Та, не говоря ни слова, принесла тройной подсвечник и поставила его напротив лисьей шапки — Вальдимар сразу же отодвинул ее подальше от свечей, боясь закапать мех воском.

— По праву, данному мне его величеством королем Эриком, сыном Магнуса, и лагманом королевской и епископской вотчины — города Нидароса, что в Нур-Трёнделаге, — Харальдом, — торжественно начал Вальдимар, когда все заняли места вокруг стола, — прежде чем изъявить Торлейву, сыну Хольгера, веление господина нашего Харальда Лагмана, исходившего в своем решении исключительно из воли нашего короля, должен задать вам, достойные бонды, несколько вопросов относительно того дела, по коему я сюда прибыл.

Серый секретарь, макнув перо в рожок с чернилами и быстро скрипя пером, записывал каждое слово Вальдимара, сына Хельги.

— На каком языке он говорит? — тихо спросил Гамли у Кольбейна.

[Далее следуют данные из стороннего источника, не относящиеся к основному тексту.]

//! Error types shared across Reelcut crates.

use std::path::PathBuf;

/// Top-level error type for Reelcut operations.
///
/// Probe and locator-tier failures are absorbed by the render pipeline and
/// degrade to defaults; graph-construction and encode failures are returned
/// to the caller verbatim.
#[derive(Debug, thiserror::Error)]
pub enum ReelcutError {
    #[error("Probe error: {message}")]
    Probe { message: String },

    #[error("Subject locator tier '{tier}' failed: {message}")]
    LocatorTier { tier: String, message: String },

    #[error("Graph construction error: {message}")]
    GraphConstruction { message: String },

    #[error("Encode error: {message}: {diagnostics}")]
    Encode {
        message: String,
        diagnostics: String,
    },

    #[error("Failed to remove temporary file {path}: {source}")]
    Cleanup {
        path: PathBuf,
        #[source]
        source: std::io::Error,
    },

    #[error("Render cancelled")]
    Cancelled,

    #[error("Configuration error: {message}")]
    Config { message: String },

    #[error("File not found: {path}")]
    FileNotFound { path: PathBuf },

    #[error(transparent)]
    Io(#[from] std::io::Error),

    #[error(transparent)]
    Json(#[from] serde_json::Error),

    #[error(transparent)]
    Other(#[from] anyhow::Error),
}

/// Result type alias using ReelcutError.
pub type ReelcutResult<T> = Result<T, ReelcutError>;

impl ReelcutError {
    pub fn probe(msg: impl Into<String>) -> Self {
        Self::Probe {
            message: msg.into(),
        }
    }

    pub fn locator_tier(tier: impl Into<String>, msg: impl Into<String>) -> Self {
        Self::LocatorTier {
            tier: tier.into(),
            message: msg.into(),
        }
    }

    pub fn graph(msg: impl Into<String>) -> Self {
        Self::GraphConstruction {
            message: msg.into(),
        }
    }

    pub fn encode(msg: impl Into<String>, diagnostics: impl Into<String>) -> Self {
        Self::Encode {
            message: msg.into(),
            diagnostics: diagnostics.into(),
        }
    }

    pub fn config(msg: impl Into<String>) -> Self {
        Self::Config {
            message: msg.into(),
        }
    }

    /// Whether a job queue may reasonably retry the failed render.
    pub fn is_retryable(&self) -> bool {
        match self {
            Self::Encode { .. } | Self::Io(_) | Self::Probe { .. } => true,
            Self::LocatorTier { .. } | Self::Cleanup { .. } => true,
            Self::GraphConstruction { .. }
            | Self::Cancelled
            | Self::Config { .. }
            | Self::FileNotFound { .. }
            | Self::Json(_)
            | Self::Other(_) => false,
        }
    }
}

#[cfg(test)]
mod tests {
    use super::*;

    #[test]
    fn test_retry_classification() {
        assert!(ReelcutError::encode("ffmpeg exited with 1", "broken pipe").is_retryable());
        assert!(!ReelcutError::graph("trim end must be after trim start").is_retryable());
        assert!(!ReelcutError::config("vision credential missing").is_retryable());
        assert!(!ReelcutError::Cancelled.is_retryable());
    }

    #[test]
    fn test_encode_message_includes_diagnostics() {
        let err = ReelcutError::encode("ffmpeg exited with status 1", "Invalid argument");
        let msg = err.to_string();
        assert!(msg.contains("status 1"));
        assert!(msg.contains("Invalid argument"));
    }
}
//! Still-frame sampling.

use std::path::{Path, PathBuf};
use std::process::Stdio;

use reelcut_common::{ReelcutError, ReelcutResult, TempScope};
use tokio::process::Command;

/// Width of the extracted still. Height follows the source aspect.
pub const STILL_WIDTH: u32 = 640;

/// One frame of the source, as seen by the locator tiers.
#[derive(Debug, Clone, PartialEq)]
pub struct FrameSample {
    /// Downscaled JPEG of the frame. `None` when extraction failed.
    pub still: Option<PathBuf>,
    /// Source geometry; regions are reported in these pixels.
    pub source_width: u32,
    pub source_height: u32,
}

impl FrameSample {
    /// A sample with no image; only geometry-based tiers can use it.
    pub fn without_still(source_width: u32, source_height: u32) -> Self {
        Self {
            still: None,
            source_width,
            source_height,
        }
    }
}

/// Extract the frame at `at_ms` into `scope` as a JPEG.
pub async fn extract_still(
    ffmpeg: &Path,
    source: &Path,
    at_ms: u64,
    scope: &mut TempScope,
) -> ReelcutResult<PathBuf> {
    let output = scope.allocate("still", "jpg");
    let seek = format!("{:.3}", at_ms as f64 / 1000.0);
    let scale = format!("scale={STILL_WIDTH}:-2");

    let result = Command::new(ffmpeg)
        .arg("-hide_banner")
        .arg("-loglevel")
        .arg("error")
        .arg("-y")
        .arg("-ss")
        .arg(&seek)
        .arg("-i")
        .arg(source)
        .arg("-frames:v")
        .arg("1")
        .arg("-vf")
        .arg(&scale)
        .arg("-q:v")
        .arg("4")
        .arg(&output)
        .stdin(Stdio::null())
        .stdout(Stdio::null())
        .stderr(Stdio::piped())
        .output()
        .await
        .map_err(|e| {
            ReelcutError::locator_tier("frame", format!("failed to spawn {}: {e}", ffmpeg.display()))
        })?;

    if !result.status.success() {
        let stderr = String::from_utf8_lossy(&result.stderr);
        return Err(ReelcutError::locator_tier(
            "frame",
            format!("still extraction at {seek}s failed: {}", stderr.trim()),
        ));
    }
    if !output.exists() {
        return Err(ReelcutError::locator_tier(
            "frame",
            format!("no frame decoded at {seek}s"),
        ));
    }
    Ok(output)
}
//! Application configuration.

use serde::{Deserialize, Serialize};
use std::path::PathBuf;

/// Environment variable that overrides the configured vision credential.
pub const VISION_API_KEY_ENV: &str = "REELCUT_VISION_API_KEY";

/// Global application configuration.
#[derive(Debug, Clone, Default, Serialize, Deserialize)]
#[serde(default)]
pub struct AppConfig {
    /// Render defaults and external tool locations.
    pub render: RenderDefaults,

    /// Remote subject-detection endpoint.
    pub vision: VisionConfig,

    /// Logging configuration.
    pub logging: LoggingConfig,
}

/// Default render parameters.
#[derive(Debug, Clone, Serialize, Deserialize)]
#[serde(default)]
pub struct RenderDefaults {
    /// Encoder binary (any FFmpeg-compatible executable).
    pub ffmpeg_path: PathBuf,

    /// Media probe binary.
    pub ffprobe_path: PathBuf,

    /// Geometry substituted when probing fails.
    pub default_width: u32,
    pub default_height: u32,

    /// Output frame rate.
    pub fps: u32,

    /// Video bitrate in kbps.
    pub video_bitrate_kbps: u32,

    /// Audio bitrate in kbps.
    pub audio_bitrate_kbps: u32,

    /// Whether to probe for and use a hardware H.264 encoder.
    pub prefer_hardware_encoder: bool,

    /// Upper bound for the automatic slow zoom.
    pub auto_zoom_max: f64,

    /// One-shot sound injected at caption onsets when the edit does not name one.
    pub sfx_path: Option<PathBuf>,

    /// Font directory handed to the subtitle burner.
    pub fonts_dir: Option<PathBuf>,

    /// Root directory for per-render temp namespaces (system temp when unset).
    pub temp_dir: Option<PathBuf>,

    /// Directory for derived output paths (source directory when unset).
    pub output_dir: Option<PathBuf>,
}

/// Vision classifier configuration.
#[derive(Debug, Clone, Serialize, Deserialize)]
#[serde(default)]
pub struct VisionConfig {
    /// Bearer credential. The vision tier is skipped when absent.
    pub api_key: Option<String>,

    /// Endpoint receiving still frames.
    pub endpoint: String,

    /// Model identifier forwarded to the endpoint.
    pub model: String,

    /// Request timeout in seconds.
    pub timeout_secs: u64,
}

/// Logging configuration.
#[derive(Debug, Clone, Serialize, Deserialize)]
#[serde(default)]
pub struct LoggingConfig {
    /// Log level filter (e.g., "info", "debug", "reelcut=debug,warn").
    pub level: String,

    /// Whether to output structured JSON logs.
    pub json: bool,

    /// Optional log file path.
    pub file: Option<PathBuf>,
}

impl Default for RenderDefaults {
    fn default() -> Self {
        Self {
            ffmpeg_path: PathBuf::from("ffmpeg"),
            ffprobe_path: PathBuf::from("ffprobe"),
            default_width: 1920,
            default_height: 1080,
            fps: 30,
            video_bitrate_kbps: 8000,
            audio_bitrate_kbps: 192,
            prefer_hardware_encoder: true,
            auto_zoom_max: 1.15,
            sfx_path: None,
            fonts_dir: None,
            temp_dir: None,
            output_dir: None,
        }
    }
}

impl Default for VisionConfig {
    fn default() -> Self {
        Self {
            api_key: None,
            endpoint: "https://vision.reelcut.dev/v1/subjects".to_string(),
            model: "subject-locator-1".to_string(),
            timeout_secs: 20,
        }
    }
}

impl Default for LoggingConfig {
    fn default() -> Self {
        Self {
            level: "info".to_string(),
            json: false,
            file: None,
        }
    }
}

impl VisionConfig {
    /// Credential to use, preferring the environment override.
    pub fn credential(&self) -> Option<String> {
        std::env::var(VISION_API_KEY_ENV)
            .ok()
            .or_else(|| self.api_key.clone())
            .map(|key| key.trim().to_string())
            .filter(|key| !key.is_empty())
    }
}

impl AppConfig {
    /// Load config from the standard location, falling back to defaults.
    pub fn load() -> Self {
        let config_path = config_file_path();
        if config_path.exists() {
            match std::fs::read_to_string(&config_path) {
                Ok(content) => match serde_json::from_str(&content) {
                    Ok(config) => return config,
                    Err(e) => {
                        tracing::warn!("Failed to parse config at {:?}: {}", config_path, e);
                    }
                },
                Err(e) => {
                    tracing::warn!("Failed to read config at {:?}: {}", config_path, e);
                }
            }
        }
        Self::default()
    }

    /// Save config to the standard location.
    pub fn save(&self) -> Result<(), std::io::Error> {
        let config_path = config_file_path();
        if let Some(parent) = config_path.parent() {
            std::fs::create_dir_all(parent)?;
        }
        let json = serde_json::to_string_pretty(self).map_err(std::io::Error::other)?;
        std::fs::write(config_path, json)
    }
}

/// Standard config file location.
pub fn config_file_path() -> PathBuf {
    let base = std::env::var("XDG_CONFIG_HOME")
        .map(PathBuf::from)
        .unwrap_or_else(|_| {
            let home = std::env::var("HOME").unwrap_or_else(|_| "/tmp".to_string());
            PathBuf::from(home).join(".config")
        });
    base.join("reelcut").join("config.json")
}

— На канцелярском, — отвечал тот, не меняя выражения лица.

— Речь идет о невиданном злодействе, о преступлении, совершенном против короны лицом, обязанностью коего было бы защищать интересы оной и всячески их оберегать, — продолжал Вальдимар. Глаза его жестко блеснули в знак возмущения злодеяниями этого покуда никому, кроме него, не ведомого лица.

«Кажется, он все-таки говорит не обо мне, — подумал Торлейв, с интересом разглядывая широкоскулое красноватое лицо Вальдимара. — Хотя, конечно, как и всякий норвежец, я должен был бы защищать интересы короны… Однако как круто изогнута линия его ноздрей! Если бы я вырезал такую статую, резец надо было бы вести изнутри наружу, осторожно, чтобы не смахнуть полноса».

— Лицо оное подозревается во множестве преступлений, — продолжал Вальдимар. — В ходе нашего расследования выявлено было столь великое число вышеназванных, что я принужден был, не завершив следствия, обратиться непосредственно к его величеству, дабы оно… дабы он, достославнейший наш король Эрик, дал мне и людям моим соизволение пресечь преступления сего лица путем задержания и содержания оного в кандалах и под стражею до окончания расследования. Соизволение сие было мне милостиво даровано.

Вальдимар оглядел всех присутствующих со столь откровенной неприязнью, что каждый в глубине души начал чувствовать себя тем самым оным лицом и перебирать в памяти свои бесчисленные злодеяния.

— Однако некоторые обстоятельства помешали нам осуществить пресечение деятельности вышеозначенного лица вышеупомянутым способом, ибо лицо сие было в ходе ссоры и столкновения непредвиденно убито неким другим лицом.

Вальдимар вновь оглядел всех в надежде уловить хоть какой-то отклик на свои слова в глазах этих сонных мужланов, что расселись по скамьям в грязной горнице захудалого постоялого двора. Но он был обманут в своих ожиданиях: к этому моменту не осталось уже ни одного человека, который понимал бы, о чем идет речь.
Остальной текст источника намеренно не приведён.